[Opening Records for this task section]
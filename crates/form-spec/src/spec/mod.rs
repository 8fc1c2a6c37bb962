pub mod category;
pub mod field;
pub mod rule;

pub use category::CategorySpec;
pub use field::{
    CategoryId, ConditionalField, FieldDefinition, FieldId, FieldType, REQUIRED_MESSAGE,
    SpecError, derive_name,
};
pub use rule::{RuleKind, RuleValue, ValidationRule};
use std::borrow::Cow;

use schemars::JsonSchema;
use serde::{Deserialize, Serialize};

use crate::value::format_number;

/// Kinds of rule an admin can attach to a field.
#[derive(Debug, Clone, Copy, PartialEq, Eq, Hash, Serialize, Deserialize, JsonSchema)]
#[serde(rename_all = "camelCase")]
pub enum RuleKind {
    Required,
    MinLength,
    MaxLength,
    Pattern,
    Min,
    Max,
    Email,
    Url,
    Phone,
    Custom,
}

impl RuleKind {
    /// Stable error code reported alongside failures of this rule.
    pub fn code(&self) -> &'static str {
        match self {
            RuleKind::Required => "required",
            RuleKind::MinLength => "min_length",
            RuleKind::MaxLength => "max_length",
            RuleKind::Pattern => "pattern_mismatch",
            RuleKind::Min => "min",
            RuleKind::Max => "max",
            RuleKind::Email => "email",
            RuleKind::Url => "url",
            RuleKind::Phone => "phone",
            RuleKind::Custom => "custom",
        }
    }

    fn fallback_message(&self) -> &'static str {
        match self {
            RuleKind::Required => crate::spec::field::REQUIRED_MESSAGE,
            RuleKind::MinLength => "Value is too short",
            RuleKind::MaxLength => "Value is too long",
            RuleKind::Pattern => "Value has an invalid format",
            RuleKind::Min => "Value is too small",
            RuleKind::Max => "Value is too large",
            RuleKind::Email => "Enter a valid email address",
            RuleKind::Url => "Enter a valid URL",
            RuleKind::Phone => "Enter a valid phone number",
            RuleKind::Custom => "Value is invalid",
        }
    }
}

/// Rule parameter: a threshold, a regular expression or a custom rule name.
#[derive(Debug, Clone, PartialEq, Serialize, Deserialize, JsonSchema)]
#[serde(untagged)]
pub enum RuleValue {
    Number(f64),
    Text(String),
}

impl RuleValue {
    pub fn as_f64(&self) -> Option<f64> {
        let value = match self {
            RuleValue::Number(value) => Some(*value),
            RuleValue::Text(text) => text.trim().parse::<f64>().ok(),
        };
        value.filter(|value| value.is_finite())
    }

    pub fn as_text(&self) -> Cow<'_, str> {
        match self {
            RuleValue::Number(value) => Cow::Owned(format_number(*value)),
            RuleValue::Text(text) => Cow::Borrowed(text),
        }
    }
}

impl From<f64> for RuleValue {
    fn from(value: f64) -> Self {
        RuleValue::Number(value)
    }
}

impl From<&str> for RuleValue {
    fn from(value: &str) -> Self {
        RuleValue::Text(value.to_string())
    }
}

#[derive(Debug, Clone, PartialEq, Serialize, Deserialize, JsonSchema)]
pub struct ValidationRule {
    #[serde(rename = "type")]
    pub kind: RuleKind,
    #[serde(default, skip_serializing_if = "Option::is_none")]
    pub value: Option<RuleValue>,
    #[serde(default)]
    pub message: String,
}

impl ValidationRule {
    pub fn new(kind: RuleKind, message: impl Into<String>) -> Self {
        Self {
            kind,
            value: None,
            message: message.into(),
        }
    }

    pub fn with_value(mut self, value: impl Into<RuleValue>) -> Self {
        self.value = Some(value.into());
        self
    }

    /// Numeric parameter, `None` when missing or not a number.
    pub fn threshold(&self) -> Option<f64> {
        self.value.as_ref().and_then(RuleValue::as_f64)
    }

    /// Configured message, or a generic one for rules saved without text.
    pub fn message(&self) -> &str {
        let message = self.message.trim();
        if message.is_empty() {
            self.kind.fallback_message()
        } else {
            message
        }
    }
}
[Closing Records for this task section]
[Opening Records for this task section]
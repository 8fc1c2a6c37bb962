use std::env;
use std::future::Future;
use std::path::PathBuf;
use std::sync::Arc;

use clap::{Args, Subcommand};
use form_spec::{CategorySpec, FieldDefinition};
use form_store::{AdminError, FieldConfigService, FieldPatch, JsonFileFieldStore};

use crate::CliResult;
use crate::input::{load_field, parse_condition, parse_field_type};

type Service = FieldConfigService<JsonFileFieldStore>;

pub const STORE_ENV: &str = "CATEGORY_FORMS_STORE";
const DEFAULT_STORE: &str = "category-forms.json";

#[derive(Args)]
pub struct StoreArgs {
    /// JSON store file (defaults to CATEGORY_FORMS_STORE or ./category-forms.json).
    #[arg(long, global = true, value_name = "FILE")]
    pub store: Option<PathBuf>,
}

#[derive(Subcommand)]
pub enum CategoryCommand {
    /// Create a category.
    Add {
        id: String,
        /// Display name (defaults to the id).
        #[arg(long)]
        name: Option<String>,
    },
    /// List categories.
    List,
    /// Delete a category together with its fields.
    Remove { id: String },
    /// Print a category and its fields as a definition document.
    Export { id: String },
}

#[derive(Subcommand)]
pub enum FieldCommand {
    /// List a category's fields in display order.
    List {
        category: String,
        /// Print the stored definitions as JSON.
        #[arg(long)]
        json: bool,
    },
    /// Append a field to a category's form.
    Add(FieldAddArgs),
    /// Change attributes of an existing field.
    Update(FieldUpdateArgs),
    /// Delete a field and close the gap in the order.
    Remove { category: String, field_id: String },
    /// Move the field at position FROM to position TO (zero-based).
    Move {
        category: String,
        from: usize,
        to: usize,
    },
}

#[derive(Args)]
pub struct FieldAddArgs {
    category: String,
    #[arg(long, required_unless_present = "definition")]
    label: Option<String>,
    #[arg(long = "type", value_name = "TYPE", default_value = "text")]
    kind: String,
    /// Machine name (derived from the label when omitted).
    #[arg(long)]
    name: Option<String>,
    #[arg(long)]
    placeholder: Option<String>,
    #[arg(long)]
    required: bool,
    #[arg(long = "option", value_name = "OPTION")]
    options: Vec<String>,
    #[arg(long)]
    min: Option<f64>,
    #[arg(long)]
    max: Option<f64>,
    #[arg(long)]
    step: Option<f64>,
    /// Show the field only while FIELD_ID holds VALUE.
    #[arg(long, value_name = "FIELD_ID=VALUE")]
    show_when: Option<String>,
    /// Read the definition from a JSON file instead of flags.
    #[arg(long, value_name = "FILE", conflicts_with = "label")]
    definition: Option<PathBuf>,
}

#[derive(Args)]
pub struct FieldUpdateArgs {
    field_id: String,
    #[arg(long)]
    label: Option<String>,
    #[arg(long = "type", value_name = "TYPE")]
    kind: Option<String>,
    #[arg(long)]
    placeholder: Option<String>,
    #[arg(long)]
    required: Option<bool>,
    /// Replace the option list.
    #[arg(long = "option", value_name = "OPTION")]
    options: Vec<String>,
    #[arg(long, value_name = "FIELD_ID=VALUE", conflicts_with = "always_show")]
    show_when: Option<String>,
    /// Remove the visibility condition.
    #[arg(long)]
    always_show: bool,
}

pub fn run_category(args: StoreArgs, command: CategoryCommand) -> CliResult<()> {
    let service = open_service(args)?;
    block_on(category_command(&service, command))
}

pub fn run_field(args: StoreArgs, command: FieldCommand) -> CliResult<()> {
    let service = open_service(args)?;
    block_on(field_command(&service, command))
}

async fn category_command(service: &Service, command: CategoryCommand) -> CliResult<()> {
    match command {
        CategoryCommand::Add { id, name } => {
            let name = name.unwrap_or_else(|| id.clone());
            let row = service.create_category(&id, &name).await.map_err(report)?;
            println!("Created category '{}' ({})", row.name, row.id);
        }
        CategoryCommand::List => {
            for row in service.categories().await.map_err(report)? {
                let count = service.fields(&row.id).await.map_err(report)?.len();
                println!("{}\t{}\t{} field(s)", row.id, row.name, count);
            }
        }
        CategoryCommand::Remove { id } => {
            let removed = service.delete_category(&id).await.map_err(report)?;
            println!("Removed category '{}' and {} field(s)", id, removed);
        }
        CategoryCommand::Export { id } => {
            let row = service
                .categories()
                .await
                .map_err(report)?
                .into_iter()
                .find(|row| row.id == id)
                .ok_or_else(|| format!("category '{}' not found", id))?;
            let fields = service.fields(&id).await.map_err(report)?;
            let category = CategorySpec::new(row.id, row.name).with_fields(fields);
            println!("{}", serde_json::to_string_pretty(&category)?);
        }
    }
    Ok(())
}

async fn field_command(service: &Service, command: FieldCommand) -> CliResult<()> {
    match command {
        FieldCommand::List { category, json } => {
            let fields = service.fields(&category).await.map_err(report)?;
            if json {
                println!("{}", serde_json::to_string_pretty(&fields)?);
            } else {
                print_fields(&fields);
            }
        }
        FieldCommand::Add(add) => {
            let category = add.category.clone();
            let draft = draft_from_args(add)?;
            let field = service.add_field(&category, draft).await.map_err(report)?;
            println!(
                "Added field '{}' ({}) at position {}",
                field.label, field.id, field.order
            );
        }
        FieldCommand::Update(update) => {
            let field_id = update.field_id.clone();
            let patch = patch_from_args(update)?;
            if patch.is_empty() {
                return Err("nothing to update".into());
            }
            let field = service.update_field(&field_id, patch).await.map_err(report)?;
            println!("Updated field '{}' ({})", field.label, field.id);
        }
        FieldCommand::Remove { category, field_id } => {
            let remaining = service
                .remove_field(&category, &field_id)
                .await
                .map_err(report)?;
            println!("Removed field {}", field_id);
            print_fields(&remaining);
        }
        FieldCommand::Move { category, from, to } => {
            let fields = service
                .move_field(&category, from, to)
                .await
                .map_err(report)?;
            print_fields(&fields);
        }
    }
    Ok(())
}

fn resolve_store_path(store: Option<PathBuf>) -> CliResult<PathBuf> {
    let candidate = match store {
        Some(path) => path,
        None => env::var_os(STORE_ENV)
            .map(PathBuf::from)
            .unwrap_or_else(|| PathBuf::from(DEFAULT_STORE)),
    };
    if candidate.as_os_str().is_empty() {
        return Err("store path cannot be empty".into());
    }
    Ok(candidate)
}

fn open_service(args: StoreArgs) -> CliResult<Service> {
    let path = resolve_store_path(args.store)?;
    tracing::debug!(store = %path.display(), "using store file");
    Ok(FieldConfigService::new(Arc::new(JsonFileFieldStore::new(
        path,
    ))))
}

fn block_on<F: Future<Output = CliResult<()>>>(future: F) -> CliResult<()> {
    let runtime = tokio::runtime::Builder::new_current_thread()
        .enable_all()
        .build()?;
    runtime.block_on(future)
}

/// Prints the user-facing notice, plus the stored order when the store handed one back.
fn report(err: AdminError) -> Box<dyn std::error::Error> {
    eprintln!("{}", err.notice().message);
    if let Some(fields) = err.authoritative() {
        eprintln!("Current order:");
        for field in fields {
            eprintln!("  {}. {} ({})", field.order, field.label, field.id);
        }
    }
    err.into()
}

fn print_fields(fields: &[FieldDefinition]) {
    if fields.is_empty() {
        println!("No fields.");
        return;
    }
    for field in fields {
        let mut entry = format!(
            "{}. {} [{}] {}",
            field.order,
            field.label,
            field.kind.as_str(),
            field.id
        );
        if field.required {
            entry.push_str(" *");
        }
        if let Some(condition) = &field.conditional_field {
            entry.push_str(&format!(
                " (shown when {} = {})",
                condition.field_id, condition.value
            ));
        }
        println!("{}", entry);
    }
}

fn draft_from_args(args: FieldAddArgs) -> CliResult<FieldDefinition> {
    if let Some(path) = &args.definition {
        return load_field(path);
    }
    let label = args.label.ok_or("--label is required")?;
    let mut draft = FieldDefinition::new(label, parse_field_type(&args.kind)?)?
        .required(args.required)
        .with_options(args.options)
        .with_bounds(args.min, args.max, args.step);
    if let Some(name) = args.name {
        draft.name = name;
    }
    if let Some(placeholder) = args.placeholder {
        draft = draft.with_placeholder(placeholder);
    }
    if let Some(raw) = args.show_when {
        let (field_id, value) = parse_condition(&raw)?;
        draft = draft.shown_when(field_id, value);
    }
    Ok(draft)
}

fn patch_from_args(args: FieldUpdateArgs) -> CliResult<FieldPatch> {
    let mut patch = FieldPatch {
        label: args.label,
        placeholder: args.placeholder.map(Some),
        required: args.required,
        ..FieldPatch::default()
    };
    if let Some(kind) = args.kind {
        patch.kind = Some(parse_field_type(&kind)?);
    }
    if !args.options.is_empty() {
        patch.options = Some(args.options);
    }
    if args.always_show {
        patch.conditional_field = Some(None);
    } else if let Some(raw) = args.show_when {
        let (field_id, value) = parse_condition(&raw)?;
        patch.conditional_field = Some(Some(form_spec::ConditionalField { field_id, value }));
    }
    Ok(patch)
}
[Closing Records for this task section]
Task brief —
Check the entries above for the word "position" and copy every line where it turns up.

Finished exercise —
    /// Move the field at position FROM to position TO (zero-based).
                "Added field '{}' ({}) at position {}",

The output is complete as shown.